EXERCISE INPUTS.
◇ ◇ ◇ ◇ ◇
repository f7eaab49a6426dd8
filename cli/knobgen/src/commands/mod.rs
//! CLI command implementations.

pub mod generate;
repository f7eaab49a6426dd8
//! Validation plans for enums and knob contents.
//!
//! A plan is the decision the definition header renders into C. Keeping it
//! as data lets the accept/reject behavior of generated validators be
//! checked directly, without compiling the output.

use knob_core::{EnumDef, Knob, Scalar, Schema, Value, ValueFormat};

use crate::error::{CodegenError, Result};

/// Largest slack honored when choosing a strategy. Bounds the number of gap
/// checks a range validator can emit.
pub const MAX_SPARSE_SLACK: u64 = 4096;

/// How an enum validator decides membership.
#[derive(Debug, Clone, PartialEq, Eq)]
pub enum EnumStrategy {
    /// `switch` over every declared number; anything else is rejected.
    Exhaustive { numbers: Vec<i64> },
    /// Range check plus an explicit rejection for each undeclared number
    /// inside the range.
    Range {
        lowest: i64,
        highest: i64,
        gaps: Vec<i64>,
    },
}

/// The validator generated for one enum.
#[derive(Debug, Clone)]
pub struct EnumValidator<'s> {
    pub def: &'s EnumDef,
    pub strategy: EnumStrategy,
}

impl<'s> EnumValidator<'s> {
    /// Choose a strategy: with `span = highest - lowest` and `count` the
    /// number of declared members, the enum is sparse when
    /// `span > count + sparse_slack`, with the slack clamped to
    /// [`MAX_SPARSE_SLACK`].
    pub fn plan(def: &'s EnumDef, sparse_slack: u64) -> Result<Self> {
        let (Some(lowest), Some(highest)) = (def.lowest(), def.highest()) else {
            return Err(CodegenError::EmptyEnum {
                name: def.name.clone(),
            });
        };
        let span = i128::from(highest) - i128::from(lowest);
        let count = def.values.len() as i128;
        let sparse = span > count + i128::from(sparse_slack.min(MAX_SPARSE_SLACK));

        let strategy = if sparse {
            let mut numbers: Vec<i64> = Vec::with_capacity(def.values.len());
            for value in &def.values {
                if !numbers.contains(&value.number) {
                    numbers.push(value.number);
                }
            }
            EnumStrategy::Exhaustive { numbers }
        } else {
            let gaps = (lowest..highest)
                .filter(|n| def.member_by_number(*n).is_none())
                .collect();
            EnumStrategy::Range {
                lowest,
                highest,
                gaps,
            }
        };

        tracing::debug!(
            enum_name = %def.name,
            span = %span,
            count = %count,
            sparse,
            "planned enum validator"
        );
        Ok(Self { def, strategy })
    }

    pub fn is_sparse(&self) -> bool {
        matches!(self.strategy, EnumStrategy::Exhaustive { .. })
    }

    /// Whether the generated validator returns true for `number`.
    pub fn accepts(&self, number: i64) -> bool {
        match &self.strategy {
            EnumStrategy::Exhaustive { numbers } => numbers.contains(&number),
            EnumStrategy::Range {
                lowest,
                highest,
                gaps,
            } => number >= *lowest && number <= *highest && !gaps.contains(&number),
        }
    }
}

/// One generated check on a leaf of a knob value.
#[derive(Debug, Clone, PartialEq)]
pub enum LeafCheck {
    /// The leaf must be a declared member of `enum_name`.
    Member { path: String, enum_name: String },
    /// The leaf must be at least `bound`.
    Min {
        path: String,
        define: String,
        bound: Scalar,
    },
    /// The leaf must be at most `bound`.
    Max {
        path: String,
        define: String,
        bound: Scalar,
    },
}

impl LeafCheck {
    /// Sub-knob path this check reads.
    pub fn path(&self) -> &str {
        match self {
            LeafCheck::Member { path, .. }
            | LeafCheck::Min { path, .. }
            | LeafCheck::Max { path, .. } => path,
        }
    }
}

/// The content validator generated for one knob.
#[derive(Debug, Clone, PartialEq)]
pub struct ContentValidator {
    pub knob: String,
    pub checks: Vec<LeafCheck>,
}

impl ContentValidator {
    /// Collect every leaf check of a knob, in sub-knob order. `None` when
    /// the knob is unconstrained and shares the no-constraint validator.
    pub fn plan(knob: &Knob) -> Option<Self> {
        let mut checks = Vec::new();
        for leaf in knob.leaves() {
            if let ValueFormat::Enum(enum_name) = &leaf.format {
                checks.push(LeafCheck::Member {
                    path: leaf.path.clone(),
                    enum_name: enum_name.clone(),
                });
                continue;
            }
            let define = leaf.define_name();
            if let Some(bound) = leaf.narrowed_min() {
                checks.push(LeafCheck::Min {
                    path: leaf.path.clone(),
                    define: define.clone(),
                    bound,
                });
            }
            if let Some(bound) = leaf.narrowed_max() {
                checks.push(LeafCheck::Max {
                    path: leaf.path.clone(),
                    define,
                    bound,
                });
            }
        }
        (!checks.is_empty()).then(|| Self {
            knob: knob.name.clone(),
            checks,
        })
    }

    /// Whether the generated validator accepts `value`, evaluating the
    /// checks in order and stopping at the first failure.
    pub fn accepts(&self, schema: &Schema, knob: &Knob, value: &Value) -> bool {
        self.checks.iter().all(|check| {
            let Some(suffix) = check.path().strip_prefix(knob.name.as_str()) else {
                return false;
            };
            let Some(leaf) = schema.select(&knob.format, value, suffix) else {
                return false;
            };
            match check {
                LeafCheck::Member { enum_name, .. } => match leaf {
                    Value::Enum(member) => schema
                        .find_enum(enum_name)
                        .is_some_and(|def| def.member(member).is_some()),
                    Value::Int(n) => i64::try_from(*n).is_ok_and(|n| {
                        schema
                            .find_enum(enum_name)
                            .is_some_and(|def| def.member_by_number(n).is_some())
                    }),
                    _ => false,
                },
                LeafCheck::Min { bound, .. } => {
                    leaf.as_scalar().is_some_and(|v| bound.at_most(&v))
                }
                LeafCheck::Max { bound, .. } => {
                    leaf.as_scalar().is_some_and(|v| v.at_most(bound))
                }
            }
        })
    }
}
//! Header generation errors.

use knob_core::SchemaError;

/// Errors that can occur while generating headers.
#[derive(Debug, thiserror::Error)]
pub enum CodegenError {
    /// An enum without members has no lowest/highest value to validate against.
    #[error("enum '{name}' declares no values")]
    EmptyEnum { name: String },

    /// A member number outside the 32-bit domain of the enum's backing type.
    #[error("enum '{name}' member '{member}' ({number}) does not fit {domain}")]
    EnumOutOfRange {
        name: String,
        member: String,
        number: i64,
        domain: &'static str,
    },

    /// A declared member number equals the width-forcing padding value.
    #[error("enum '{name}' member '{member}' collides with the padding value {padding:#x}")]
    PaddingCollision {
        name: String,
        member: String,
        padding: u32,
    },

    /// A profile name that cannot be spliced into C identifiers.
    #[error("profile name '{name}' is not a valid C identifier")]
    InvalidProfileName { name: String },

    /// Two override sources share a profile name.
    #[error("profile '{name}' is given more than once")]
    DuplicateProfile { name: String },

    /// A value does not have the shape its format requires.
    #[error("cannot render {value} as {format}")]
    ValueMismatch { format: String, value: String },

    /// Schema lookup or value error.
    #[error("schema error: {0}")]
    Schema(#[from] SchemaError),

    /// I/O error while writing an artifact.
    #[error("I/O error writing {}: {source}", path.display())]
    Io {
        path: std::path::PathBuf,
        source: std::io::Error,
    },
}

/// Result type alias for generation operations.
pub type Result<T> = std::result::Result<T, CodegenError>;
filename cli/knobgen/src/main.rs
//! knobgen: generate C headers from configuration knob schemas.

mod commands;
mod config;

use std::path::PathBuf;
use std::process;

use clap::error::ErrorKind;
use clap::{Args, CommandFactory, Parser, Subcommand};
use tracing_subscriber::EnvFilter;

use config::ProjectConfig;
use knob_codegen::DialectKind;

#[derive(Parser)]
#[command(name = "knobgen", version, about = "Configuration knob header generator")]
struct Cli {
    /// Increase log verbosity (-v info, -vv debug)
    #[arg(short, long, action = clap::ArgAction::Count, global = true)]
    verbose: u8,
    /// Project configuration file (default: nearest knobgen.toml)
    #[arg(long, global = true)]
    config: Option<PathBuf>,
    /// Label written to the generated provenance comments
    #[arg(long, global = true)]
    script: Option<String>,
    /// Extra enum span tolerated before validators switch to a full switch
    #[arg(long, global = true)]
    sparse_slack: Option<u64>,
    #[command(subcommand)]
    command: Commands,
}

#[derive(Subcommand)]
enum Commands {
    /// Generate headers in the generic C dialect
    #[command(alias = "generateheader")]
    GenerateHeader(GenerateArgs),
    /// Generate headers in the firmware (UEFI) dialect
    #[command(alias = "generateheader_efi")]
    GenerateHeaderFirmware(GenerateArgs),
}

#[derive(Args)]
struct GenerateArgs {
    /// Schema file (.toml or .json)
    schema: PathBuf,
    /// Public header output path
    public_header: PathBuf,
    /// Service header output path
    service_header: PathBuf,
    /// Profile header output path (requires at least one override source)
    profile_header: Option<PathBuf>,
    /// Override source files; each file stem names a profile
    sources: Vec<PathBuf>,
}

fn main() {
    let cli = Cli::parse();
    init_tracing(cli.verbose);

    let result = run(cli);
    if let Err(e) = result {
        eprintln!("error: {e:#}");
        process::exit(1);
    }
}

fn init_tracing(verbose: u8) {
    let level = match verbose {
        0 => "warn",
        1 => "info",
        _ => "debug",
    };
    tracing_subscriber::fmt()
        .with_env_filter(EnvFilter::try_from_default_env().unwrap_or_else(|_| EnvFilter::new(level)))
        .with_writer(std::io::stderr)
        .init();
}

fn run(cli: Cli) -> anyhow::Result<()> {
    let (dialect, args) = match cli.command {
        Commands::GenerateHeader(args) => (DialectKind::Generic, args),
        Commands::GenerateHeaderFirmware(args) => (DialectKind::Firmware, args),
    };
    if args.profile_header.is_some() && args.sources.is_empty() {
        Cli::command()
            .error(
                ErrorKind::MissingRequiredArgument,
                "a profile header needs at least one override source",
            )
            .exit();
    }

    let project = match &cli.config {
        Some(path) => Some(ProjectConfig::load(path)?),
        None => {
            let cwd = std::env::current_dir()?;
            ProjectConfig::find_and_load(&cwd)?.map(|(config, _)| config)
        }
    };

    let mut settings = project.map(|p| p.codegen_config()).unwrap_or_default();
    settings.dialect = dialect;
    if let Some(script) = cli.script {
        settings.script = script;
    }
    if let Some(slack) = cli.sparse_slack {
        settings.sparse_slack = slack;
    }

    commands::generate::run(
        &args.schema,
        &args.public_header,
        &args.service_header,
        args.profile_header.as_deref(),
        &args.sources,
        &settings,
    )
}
◇ ◇ ◇ ◇ ◇
REQUIRED WORK. When a line of the records has the word "SchemaError", pick it out and copy it.

RESPONSE AREA.
use knob_core::SchemaError;
    Schema(#[from] SchemaError),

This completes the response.